Ainda segundo a corporação, não há informações sobre presos. Esta é quarta vez que o local é interditado, segundo a PM.
Denúncia anônima
De acordo com a PM, as equipes foram acionadas por volta das 12h30, após uma denúncia anônima de jogos de azar. No local, os policiais localizaram as máquinas.
No local, foram apreendidas 16 máquinas de emissão de cartelas para a venda de números e R$ 563,60 em dinheiro.
O local possui alvará de funcionamento como lanchonete e para exploração de jogos eletrônicos (lan house).
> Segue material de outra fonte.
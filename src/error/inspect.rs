use std::path::PathBuf;

use thiserror::Error;

#[derive(Debug, Error)]
pub enum InspectError {
    #[error("Failed to read state snapshot '{path}': {source}")]
    ReadState {
        path: PathBuf,
        #[source]
        source: std::io::Error,
    },
    #[error("Failed to parse state snapshot '{path}': {source}")]
    ParseState {
        path: PathBuf,
        #[source]
        source: serde_json::Error,
    },
    #[error("Invalid filter '{value}'. Expected 'key=value'.")]
    InvalidFilter { value: String },
    #[error("No helper named '{name}'. Try `inspect --help-topic` for the full list.")]
    UnknownHelper { name: String },
    #[error("Nothing found at path '{path}'.")]
    PathNotFound { path: String },
    #[error("Failed to write output: {source}")]
    Output {
        #[from]
        source: std::io::Error,
    },
    #[error("Failed to encode output: {source}")]
    Encode {
        #[from]
        source: serde_json::Error,
    },
}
A Prefeitura de Campinas informou que entrará em contato com a PM, devido às irregularidades encontradas, para apurar as informações e adotar as medidas cabíveis, que podem variar de multa até o fechamento do comércio.

Bingo já havia sido fechado
Em novembro do ano passado, o bingo clandestino que funcionava no antigo prédio do 7º Cartório, um imóvel histórico localizado na Rua Barão de Jaguara, já havia sido fechado.
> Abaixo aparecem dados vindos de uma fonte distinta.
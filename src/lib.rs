//! Core library for the `orange-load` CLI.
//!
//! Exposes the pieces the binary is assembled from: CLI argument types,
//! configuration loading, the front-page iteration and its HTTP client, the
//! virtual-user executors, metrics aggregation, and the snapshot helpers used
//! by `orange-load inspect`. The command-line application is the primary
//! interface; library APIs may change with it.
pub mod args;
pub mod config;
pub mod error;
pub mod executor;
pub mod http;
pub mod inspect;
pub mod metrics;
pub mod shutdown;

#[cfg(test)]
mod test_support;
À época, durante a operação, os policiais apreenderam 72 computadores, 19 impressoras de cartelas e um sistema automatizado de jogos. Também foram recolhidos R$ 621,30 em espécie e R$ 150 que estavam com a gerente do local.
Tentativa de justificar como evento beneficente
Segundo o boletim de ocorrência, funcionários tentaram justificar o bingo como uma atividade legal e de caráter social. A gerente afirmou não saber quem era o dono e disse que se tratava de um evento beneficente, alegando que a taxa de entrada de R$ 2 seria usada para comprar cestas básicas.
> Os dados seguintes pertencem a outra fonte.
use std::io::Write;
use std::path::Path;

use serde_json::Value;

use crate::args::{InspectArgs, InspectMode};
use crate::error::InspectError;

use super::{HelpRegistry, Predicate, ReplContext, is, lookup, prop, submissions};

/// Executes one `inspect` invocation and writes the result to `out`.
///
/// Without `--path`, the submissions list is filtered by every `--where`
/// pair and optionally projected through `--select`.
///
/// # Errors
///
/// Returns an error when the snapshot cannot be loaded, a path or helper is
/// unknown, or writing fails.
pub fn run_inspect<W: Write>(args: &InspectArgs, out: &mut W) -> Result<(), InspectError> {
    if let Some(topic) = args.help_topic.as_deref() {
        return HelpRegistry::builtin().print(Some(topic), out);
    }
    let Some(state) = args.state.as_deref() else {
        return HelpRegistry::builtin().print(None, out);
    };
    let context = ReplContext::load(Path::new(state))?;

    if let Some(path) = args.path.as_deref() {
        let value = lookup(&context, path).ok_or_else(|| InspectError::PathNotFound {
            path: path.to_owned(),
        })?;
        return render_value(value, args.mode, out);
    }

    let selected = query_submissions(&context, &args.filters, args.select.as_deref());
    tracing::debug!("{} submissions matched.", selected.len());
    match args.mode {
        InspectMode::Inspect => {
            for value in &selected {
                write_inspect(value, out)?;
            }
        }
        InspectMode::Json => {
            serde_json::to_writer(&mut *out, &selected)?;
            writeln!(out)?;
        }
    }
    out.flush()?;
    Ok(())
}

/// Submissions matching every filter, projected through `select` when set.
/// A snapshot whose submissions are `null` yields nothing; a non-list value
/// is treated as a single entry.
#[must_use]
pub(crate) fn query_submissions(
    context: &ReplContext,
    filters: &[(String, Value)],
    select: Option<&str>,
) -> Vec<Value> {
    let predicates: Vec<Predicate> = filters
        .iter()
        .map(|(key, value)| is(key.as_str())(value.clone()))
        .collect();
    let items: Vec<&Value> = match submissions(context) {
        Value::Null => Vec::new(),
        Value::Array(items) => items.iter().collect(),
        other => vec![other],
    };
    let matching = items
        .into_iter()
        .filter(|item| predicates.iter().all(|predicate| predicate(*item)));

    match select {
        Some(key) => {
            let pick = prop(key);
            matching.map(|item| pick(item).unwrap_or(Value::Null)).collect()
        }
        None => matching.cloned().collect(),
    }
}

fn render_value<W: Write>(value: &Value, mode: InspectMode, out: &mut W) -> Result<(), InspectError> {
    match mode {
        InspectMode::Inspect => write_inspect(value, out)?,
        InspectMode::Json => {
            serde_json::to_writer(&mut *out, value)?;
            writeln!(out)?;
        }
    }
    out.flush()?;
    Ok(())
}

// Strings print raw, everything else as compact JSON.
fn write_inspect<W: Write>(value: &Value, out: &mut W) -> Result<(), InspectError> {
    match value {
        Value::String(text) => writeln!(out, "{}", text)?,
        other => writeln!(out, "{}", other)?,
    }
    Ok(())
}
//! Snapshot inspection with the REPL helpers.
//!
//! The helpers read from an explicit [`ReplContext`] loaded from a JSON
//! snapshot instead of a process-wide global.
mod context;
mod help;
mod helpers;
mod query;


pub use context::ReplContext;
pub use help::{HelpEntry, HelpRegistry};
pub use helpers::{Predicate, is, lookup, prop, submissions};
pub use query::run_inspect;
Mesmo com computadores e máquinas de bingo no espaço, os funcionários alegaram desconhecer os equipamentos e disseram que as partidas ocorriam apenas com cartelas.
78 jogadores liberados e 16 funcionários indiciados
Durante a ação, 78 jogadores foram liberados, enquanto 16 funcionários vão responder por exploração de jogos de azar. Os responsáveis também apresentaram um documento que, segundo eles, autorizava o funcionamento, mas a polícia constatou que a autorização pertencia a uma ONG de São Paulo.
Bingo funcionava há oito meses
De acordo com a Polícia Militar, o bingo operava há cerca de oito meses no local. A perícia foi acionada para realizar a análise do espaço e investigar a possível ligação dos responsáveis com outras atividades ilícitas.